In mid-March, our good friend Rabbi and LASD Chaplain Eric Morgenstern sent out this wish for peace, safety and health. I’d like to share it with you.

Whether or not COVID-19 is still active at the time these notes appear, his wishes are still relevant. With his blessing, I added some brief observations as well.

Chaplain Morgenstern writes:
“Dear Friends, we join together and ask our universal Creator, who showed power and caring by healing people of all ages and stations of life from physical, mental and spiritual ailments …”

You have gone through a lot these past few weeks and months — overtime, worry, stress, exhaustion. Our chaplains pray each of you can acknowledge and affirm your sacrifice. You are heroes, indeed, to willingly accept our communities’ thanks for what you do (an appreciation more real and profound than you might imagine), and to allow yourself and your families rest and self-care as you can.

“Please be present now to people who need Your loving touch because of COVID-19 …”
The psychiatrist Carl Jung inscribed this over the front door of his home: “Invoked, or not invoked, God is still present.” In our faith, God is with us whether we know it or not. Always, a loving God.

With all dark clouds come silver linings. Now we may get more time to spend alone in reflection, more time with our families. Hopefully, from this experience, our society may learn how to better protect our children and grandchildren in the event another large-scale public-safety challenge arises … and it will.

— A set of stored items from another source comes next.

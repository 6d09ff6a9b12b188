//! Chain fingerprints.

/// A 32-byte Blake3 digest of a canonically encoded chain identity.
///
/// Once a chain has been fingerprinted, the triple behind it is forgotten:
/// node capability sets, seed inputs, and session keys all speak in
/// fingerprints.
#[derive(Debug, Clone, Copy, PartialEq, Eq, Hash, PartialOrd, Ord)]
pub struct ChainFingerprint(pub [u8; 32]);

impl ChainFingerprint {
    /// Fingerprint width in bytes.
    pub const LEN: usize = 32;

    /// Create a fingerprint from raw bytes.
    pub const fn from_bytes(bytes: [u8; 32]) -> Self {
        Self(bytes)
    }

    /// Get the raw bytes.
    pub const fn as_bytes(&self) -> &[u8; 32] {
        &self.0
    }

    /// Interpret a byte slice as a fingerprint. Returns `None` unless the
    /// slice is exactly [`Self::LEN`] bytes.
    pub fn from_slice(bytes: &[u8]) -> Option<Self> {
        let arr: [u8; 32] = bytes.try_into().ok()?;
        Some(Self(arr))
    }

    /// Convert to hex string.
    pub fn to_hex(&self) -> String {
        hex::encode(self.0)
    }

    /// Parse from hex string.
    pub fn from_hex(s: &str) -> Result<Self, hex::FromHexError> {
        let bytes = hex::decode(s)?;
        Self::from_slice(&bytes).ok_or(hex::FromHexError::InvalidStringLength)
    }
}

impl std::fmt::Display for ChainFingerprint {
    fn fmt(&self, f: &mut std::fmt::Formatter<'_>) -> std::fmt::Result {
        // Show first 8 hex chars
        write!(f, "{}...", &self.to_hex()[..8])
    }
}

/// Hash canonically encoded bytes into a fingerprint.
pub fn fingerprint(encoded: &[u8]) -> ChainFingerprint {
    ChainFingerprint(*blake3::hash(encoded).as_bytes())
}

#[cfg(test)]
mod tests {
    use super::*;

    #[test]
    fn fingerprint_is_deterministic() {
        assert_eq!(fingerprint(b"payload"), fingerprint(b"payload"));
    }

    #[test]
    fn fingerprint_differs_across_inputs() {
        assert_ne!(fingerprint(b"payload"), fingerprint(b"other"));
    }

    #[test]
    fn hex_roundtrip() {
        let fp = fingerprint(b"roundtrip");
        let parsed = ChainFingerprint::from_hex(&fp.to_hex()).unwrap();
        assert_eq!(fp, parsed);
    }

    #[test]
    fn from_slice_enforces_length() {
        assert!(ChainFingerprint::from_slice(&[0u8; 32]).is_some());
        assert!(ChainFingerprint::from_slice(&[0u8; 31]).is_none());
        assert!(ChainFingerprint::from_slice(&[0u8; 33]).is_none());
        assert!(ChainFingerprint::from_slice(b"").is_none());
    }

    #[test]
    fn display_shows_hex_prefix() {
        let fp = ChainFingerprint::from_bytes([0xab; 32]);
        assert_eq!(fp.to_string(), "abababab...");
    }
}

“May they feel Your power of healing through the care of all first responders, doctors and nurses …”
Have you seen the video of New Yorkers applauding all their first responders every Friday night ( This is for you! Yes, own it!

“Take away the fear, anxiety and feelings of isolation from people receiving treatment or under quarantine …”
Perhaps the greatest fear we’ve faced in this pandemic is, as President Roosevelt once said, “fear itself.” These are frightening times, in large part because it shows we can’t control what happens to us. Nature rules. We can only control how we respond!

Just as you provide comfort and consolation to those you serve — even if only through your simple presence — we urge you to accept comfort and consolation for yourselves in whatever way works: prayer, meditation, exercise, a long walk, a good book or a beautiful sunset.

“Give them a sense of purpose in pursuing health and protecting others from exposure to the disease …”
As I said above and want to emphasize, you may not know it, but you’re providing comfort. You model selfless duty. The streets may be empty, but you’re still to be seen. Sure, there’s grousing by some, but most share this from Randy in Malibu: “Thank you for keeping us safe while we stay safer at home!”

“Protect their families and friends, and bring peace to all who love them. And let us all say, Amen! Be safe, LASD!”